I have constrained the model using fixed supports under the foundations and modeled settlement of the pier by defining a transnational and rotational displacement applied to the pier in the middle.

The problem I am facing is the model doesn't converge due to errors in element formulation; I have tried adjusting contact stiffness of contacts I identified using NR Residuals, refining the mesh, increasing steps and substeps to gradually apply the displacement and everything I could find which may help but the model doesn't converge unless I suppress the fill.

The fill is a mohr-coloumb material I defined and I suspect is the issue behind the convergence dilemma.

Any help or insight would be greatly appreciated.

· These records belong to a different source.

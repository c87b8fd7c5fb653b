/*
 * Test utilities and fakes for x62fan
 *
 * Shared helpers for exercising the EC protocol and the poll loop
 * without hardware.
 */

use std::collections::VecDeque;

use crate::ports::{PortIo, EC_DATA, EC_STATUS};

/// A well-behaved fake EC on the other side of the port pair.
///
/// The status port always reads 0x01: never busy, output always ready,
/// so handshakes complete on the first poll and tests run without the
/// 1 ms waits. Temperature reads are served from a queue; every write
/// is recorded.
pub struct FakeEcPorts {
    temps: VecDeque<u8>,
    writes: Vec<(u16, u8)>,
    ec_speed: Option<u8>,
    wedged: bool,
}

impl FakeEcPorts {
    pub fn with_temps(temps: &[u8]) -> Self {
        FakeEcPorts {
            temps: temps.iter().copied().collect(),
            writes: Vec::new(),
            ec_speed: None,
            wedged: false,
        }
    }

    /// An EC whose busy bit never clears, as seen after a bad
    /// suspend/resume cycle.
    pub fn wedged() -> Self {
        let mut fake = FakeEcPorts::with_temps(&[]);
        fake.wedged = true;
        fake
    }

    /// The EC snatching fan control back on its own. Leaves no trace
    /// on the ports; it only overwrites the fake's notion of the
    /// active speed.
    pub fn simulate_firmware_override(&mut self) {
        self.ec_speed = Some(0);
    }

    /// Speed the fake EC currently believes it was commanded.
    pub fn ec_speed(&self) -> Option<u8> {
        self.ec_speed
    }

    pub fn writes(&self) -> &[(u16, u8)] {
        &self.writes
    }

    /// All speed bytes that arrived through a 0x55 command, in order:
    /// each (EC_STATUS, 0x55) write followed by the next (EC_DATA,
    /// value) write.
    pub fn fan_speed_writes(&self) -> Vec<u8> {
        let mut out = Vec::new();
        let mut pending = false;
        for &(port, value) in &self.writes {
            match port {
                EC_STATUS => pending = value == 0x55,
                EC_DATA if pending => {
                    out.push(value);
                    pending = false;
                }
                _ => {}
            }
        }
        out
    }
}

impl PortIo for FakeEcPorts {
    fn inb(&mut self, port: u16) -> u8 {
        match port {
            EC_STATUS if self.wedged => 0x02,
            EC_STATUS => 0x01,
            EC_DATA => self.temps.pop_front().unwrap_or(0),
            _ => 0,
        }
    }

    fn outb(&mut self, port: u16, value: u8) {
        if port == EC_DATA {
            if let Some(&(last_port, last_cmd)) = self.writes.last() {
                if last_port == EC_STATUS && last_cmd == 0x55 {
                    self.ec_speed = Some(value);
                }
            }
        }
        self.writes.push((port, value));
    }
}

#[cfg(test)]
mod tests {
    use super::*;

    #[test]
    fn test_fake_serves_temps_in_order() {
        let mut fake = FakeEcPorts::with_temps(&[40, 50]);
        assert_eq!(fake.inb(EC_DATA), 40);
        assert_eq!(fake.inb(EC_DATA), 50);
        assert_eq!(fake.inb(EC_DATA), 0);
    }

    #[test]
    fn test_fake_extracts_fan_speed_writes() {
        let mut fake = FakeEcPorts::with_temps(&[]);
        fake.outb(EC_STATUS, 0x55);
        fake.outb(EC_DATA, 60);
        fake.outb(EC_STATUS, 0x44);
        fake.outb(EC_DATA, 0x00);
        fake.outb(EC_STATUS, 0x55);
        fake.outb(EC_DATA, 20);
        assert_eq!(fake.fan_speed_writes(), vec![60, 20]);
        assert_eq!(fake.ec_speed(), Some(20));
    }

    #[test]
    fn test_wedged_fake_always_reads_busy() {
        let mut fake = FakeEcPorts::wedged();
        for _ in 0..5 {
            assert_eq!(fake.inb(EC_STATUS) & 0x02, 0x02);
        }
    }
}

  • peteroznewmanpeteroznewman Member
    edited March 2018

    I was successful getting a Mohr-Coulomb material model to run in a mining simulation that a student on this site was building. The key there was to eliminate the fixed support at the bottom of the stack. A fixed support prevents motion in the plane, but the compressive forces from the pressure of material above causes a Poisson's Ratio horizontal spreading. This spreading causes tensile stresses to be created in the material above the fixed support, which Mohr-Coulomb could not handle. The solution was to replace the fixed support with three displacements supports for x=0, y=0 and z=0 on those three planes. This allowed the Poisson's Ratio spreading to occur without any constraint and so no tensile stress developed.

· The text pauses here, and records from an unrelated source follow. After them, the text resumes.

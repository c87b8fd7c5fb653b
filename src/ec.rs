/*
 * This file is part of x62fan.
 *
 * Copyright (C) 2025 x62fan contributors
 *
 * x62fan is free software: you can redistribute it and/or modify
 * it under the terms of the GNU General Public License as published by
 * the Free Software Foundation, either version 3 of the License, or
 * (at your option) any later version.
 *
 * x62fan is distributed in the hope that it will be useful,
 * but WITHOUT ANY WARRANTY; without even the implied warranty of
 * MERCHANTABILITY or FITNESS FOR A PARTICULAR PURPOSE. See the
 * GNU General Public License for more details.
 *
 * You should have received a copy of the GNU General Public License
 * along with x62fan. If not, see <https://www.gnu.org/licenses/>.
 */

//! The embedded controller's command/response protocol.
//!
//! Every exchange follows the same shape: wait until the EC is ready,
//! write a command byte to the status/command port, wait until the EC
//! has consumed it, then move the payload or result through the data
//! port. The EC offers no interrupt; all waiting is bounded busy
//! polling, and an exhausted wait is fatal because it means the EC came
//! up in a state we don't understand (seen after suspend/resume).

use std::thread;
use std::time::Duration;

use crate::error::ControlError;
use crate::logger;
use crate::pci;
use crate::ports::{PortIo, RawPorts, DATA_PORT, EC_DATA, EC_STATUS, INDEX_PORT};

/// Bounded wait: 1000 samples at 1 ms granularity, roughly one second.
const HANDSHAKE_ATTEMPTS: u32 = 1000;
const HANDSHAKE_POLL: Duration = Duration::from_millis(1);

/// Status port bit 0: a result byte is ready on the data port.
const STATUS_OUTPUT_READY: u8 = 0x01;
/// Status port bit 1: the EC is still consuming the last write.
const STATUS_BUSY: u8 = 0x02;

const CMD_UNLOCK: u8 = 0x33;
const CMD_READ_TEMP: u8 = 0x44;
const CMD_SET_FAN: u8 = 0x55;

/// Index/data writes that configure the Super I/O routing registers.
/// Reverse engineered; empirically required, not understood. Values and
/// order must be preserved exactly.
const ROUTING_SEQUENCE: [(u16, u8); 10] = [
    (INDEX_PORT, 0x07),
    (DATA_PORT, 0x12),
    (INDEX_PORT, 0x30),
    (DATA_PORT, 0x00),
    (INDEX_PORT, 0x61),
    (DATA_PORT, 0x68),
    (INDEX_PORT, 0x63),
    (DATA_PORT, 0x6C),
    (INDEX_PORT, 0x30),
    (DATA_PORT, 0x01),
];

/// Protocol handle. Generic over [`PortIo`] so the whole command layer
/// can run against scripted ports in tests.
pub struct Ec<P: PortIo> {
    ports: P,
}

impl<P: PortIo> Ec<P> {
    pub fn new(ports: P) -> Self {
        Ec { ports }
    }

    /// Wait for the busy bit to clear. The EC must never be handed a
    /// new command while it is set.
    fn wait_busy_clear(&mut self) -> Result<(), ControlError> {
        for _ in 0..HANDSHAKE_ATTEMPTS {
            if self.ports.inb(EC_STATUS) & STATUS_BUSY == 0 {
                return Ok(());
            }
            thread::sleep(HANDSHAKE_POLL);
        }
        Err(ControlError::HandshakeTimeout("busy bit never cleared"))
    }

    /// Wait for the output-ready bit, i.e. for the EC to finish
    /// producing a result byte (a temperature conversion takes a while).
    fn wait_output_ready(&mut self) -> Result<(), ControlError> {
        for _ in 0..HANDSHAKE_ATTEMPTS {
            if self.ports.inb(EC_STATUS) & STATUS_OUTPUT_READY != 0 {
                return Ok(());
            }
            thread::sleep(HANDSHAKE_POLL);
        }
        Err(ControlError::HandshakeTimeout("output-ready bit never set"))
    }

    /// Issue one command byte. The wait on both sides matters: the EC
    /// must be ready to accept, and must have consumed the command
    /// before the caller touches the data port.
    fn send_command(&mut self, cmd: u8) -> Result<(), ControlError> {
        self.wait_busy_clear()?;
        self.ports.outb(EC_STATUS, cmd);
        self.wait_busy_clear()
    }

    /// Current temperature as the raw byte the EC reports (roughly
    /// Celsius). Deliberately not range checked; the hardware's value
    /// range is undocumented.
    pub fn read_temperature(&mut self) -> Result<u8, ControlError> {
        self.send_command(CMD_READ_TEMP)?;
        self.ports.outb(EC_DATA, 0x00);
        self.wait_output_ready()?;
        Ok(self.ports.inb(EC_DATA))
    }

    /// Command a fan speed. 0 is off; 1-100 is variable, lower number
    /// meaning faster; 101-255 is fixed maximum, faster than value 1.
    pub fn set_fan_speed(&mut self, speed: u8) -> Result<(), ControlError> {
        self.send_command(CMD_SET_FAN)?;
        self.ports.outb(EC_DATA, speed);
        Ok(())
    }

    /// Emit the routing-register writes. Plain port writes, no
    /// handshake involved.
    fn configure_routing(&mut self) {
        for (port, value) in ROUTING_SEQUENCE {
            self.ports.outb(port, value);
        }
    }

    /// One more exchange the EC wants before temperature and fan
    /// commands behave. Purpose unknown; kept verbatim.
    fn unlock(&mut self) -> Result<(), ControlError> {
        self.send_command(CMD_UNLOCK)?;
        self.ports.outb(EC_DATA, 0x06);
        Ok(())
    }

    /// Routing writes plus the unlock exchange, in that order. Split
    /// from [`initialize`] so the sequence can run against fake ports.
    pub fn setup(&mut self) -> Result<(), ControlError> {
        self.configure_routing();
        self.unlock()
    }

    #[cfg(test)]
    pub fn ports_ref(&self) -> &P {
        &self.ports
    }

    #[cfg(test)]
    pub fn ports_mut(&mut self) -> &mut P {
        &mut self.ports
    }
}

/// One-shot device initialization. Each step is a hard precondition for
/// the next; the first failure aborts, no retries at this layer.
pub fn initialize() -> Result<Ec<RawPorts>, ControlError> {
    pci::enable_fan_control()?;
    logger::log_event("pci_enabled", serde_json::json!({}));

    let ports = RawPorts::request()?;
    logger::log_event("ports_acquired", serde_json::json!({}));

    let mut ec = Ec::new(ports);
    ec.setup()?;
    logger::log_event("ec_initialized", serde_json::json!({}));
    Ok(ec)
}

    Can you use symmetry on your bridge? Cut it in half along the length and in half across the width, then you can use three zero displacement planes and eliminate the Fixed Support.

    If you would like to save an archive of your model, I can take a look at it in ANSYS 17.2 and reply with any suggestions.  You can attach the .wbpz file archive to your post above as long as it is < 120 MB.  If it is larger than that, then Clear Generated Data on the mesh, Save As a new file name and File Archive for a smaller .wbpz file size.

  • edited March 2018

    Dear Peter,

    The fixed support is applied to the foundations, the mohr-coloumb fill is in frictional contact above the foundations; so I am not sure your suggestion would work unless I misunderstood.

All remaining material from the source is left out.